Igor believes that the Russian influence on his fate is strong, and that Guatemala is awash in Russian money and schemes. “Russia is a criminal state that corrupts others.” He is far from alone in this belief.

In the women’s facility, conditions are worse for Irina and Anastasia than for Igor. The prison is very cramped, with bunks giving people just a sliver of privacy. But at least the prison is not violent. (The men’s, too, has the advantage of non-violence.)

“I have been in survival mode for years,” says Anastasia. She is gracious and composed. She has embraced Christianity, and in fact was baptized just yesterday. “God is healing me. He is doing His work. That is why I can walk around smiling, despite being sentenced to 14 years in prison. You need to lose everything in life to come to the understanding that you never had anything at all. It was all an illusion. Real life is not physical — it comes from within.”

What Anastasia has been through is mind-boggling. During the drama of the last few years, she got married, to a Guatemalan who is now in Spain. His petition for divorce and her sentence of 14 years came on the very same day: January 5, 2018. I laugh when she tells me this. I ask her to forgive me, and she does. She laughs, too. You almost have to.

As for Irina, she believes that “God has some mission for us.” She also says that she has a goal, which she calls a “dream”: to be part of a team that helps others who are trapped in nightmarish circumstances, such as those she and her family have faced.

Russian authorities continue to taunt and haunt the Bitkovs. They are intent on prosecuting the family in Russia, and they talk of extradition. (Vladimir’s Guatemalan citizenship is a problem for them.) Every day in the state media, they make villains of the Bitkovs. Anastasia says, starkly, “There are people in Russia who believe that we deserve not prison but death.” The Bitkovs believe, and their supporters believe, and experts on Russia believe, that the Bitkovs’ return to Russia would mean their death, their murder.

Irina’s mother and Igor’s brother have visited the family here in Guatemala. Afterward, their homes were raided: Irina’s mother’s in Arkhangelsk and Igor’s brother’s in St. Petersburg. “They took every electronic thing,” says Igor, referring to agents: computers and phones. “They interrogated them for hours, and threatened to put them in prison.”

Six-year-old Vladimir may be Guatemalan, but Igor, Irina, and Anastasia are citizens of no country. Anastasia cites an old term for their status, “civil death.” The family is amazed that people in Guatemala and elsewhere are willing to help them: “not because we are their fellow citizens,” says Irina, “but simply because we are human beings.”

Prominent among these helpers is Bill Browder, the financier who became a human-rights advocate when his lawyer, Sergei Magnitsky, was tortured to death in Russia. Browder has spearheaded “Magnitsky acts,” which are laws that sanction human-rights abusers in Russia. He makes an interesting point (and, to me, a persuasive one). It is as follows.

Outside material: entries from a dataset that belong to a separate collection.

pub mod config;
pub mod doctor;
pub mod migrate;
pub mod mine;
pub mod recommend;
pub mod rules;
pub mod seed;

use serde::Serialize;

#[derive(Debug, Clone)]
pub struct CommandResult {
    pub exit_code: u8,
    pub output: String,
}

#[derive(Debug, Serialize)]
struct CommandOutcome {
    command: String,
    status: String,
    error_class: Option<String>,
    message: String,
}

impl CommandResult {
    pub fn success(command: &str, message: impl Into<String>) -> Self {
        let payload = CommandOutcome {
            command: command.to_string(),
            status: "ok".to_string(),
            error_class: None,
            message: message.into(),
        };
        Self { exit_code: 0, output: serialize_payload(payload) }
    }

    pub fn failure(
        command: &str,
        error_class: &str,
        message: impl Into<String>,
        exit_code: u8,
    ) -> Self {
        let payload = CommandOutcome {
            command: command.to_string(),
            status: "error".to_string(),
            error_class: Some(error_class.to_string()),
            message: message.into(),
        };
        Self { exit_code, output: serialize_payload(payload) }
    }
}

fn serialize_payload(payload: CommandOutcome) -> String {
    serde_json::to_string(&payload).unwrap_or_else(|error| {
        format!(
            "{{\"command\":\"unknown\",\"status\":\"error\",\"error_class\":\"serialization\",\"message\":\"{}\"}}",
            error.to_string().replace('\\', "\\\\").replace('"', "\\\"")
        )
    })
}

In March, the Russian state tried to murder Sergei Skripal and his daughter, Yulia, in Salisbury, England. This was the poison attack that received worldwide attention. Sergei Skripal was an officer in Russian military intelligence and a spy for the British. He was, in short, a double agent. He went to Britain in a swap between the two countries. The Russians don’t really care about Skripal (in the view I am stating). He is in no position to do any harm to them anymore. What they wanted to do is send a message to others: If you betray us, we will get you, even if you think you’re safe abroad. So it is with the Bitkovs (again, in the view I am stating). The Kremlin doesn’t give a damn about this little, tormented family. They are simply sending a message to others: If you defy us — if you’re a businessman who doesn’t hand over his assets willingly — we will find you and hurt you, no matter where you go. You want to end up like the Bitkovs?

Call it deterrence.

What can the United States do? Anything? Well, Washington is the biggest aid donor to Guatemala — by far — and it also pays for about half of CICIG’s budget. At a minimum, Congress ought to know about this bewildering and sickening case.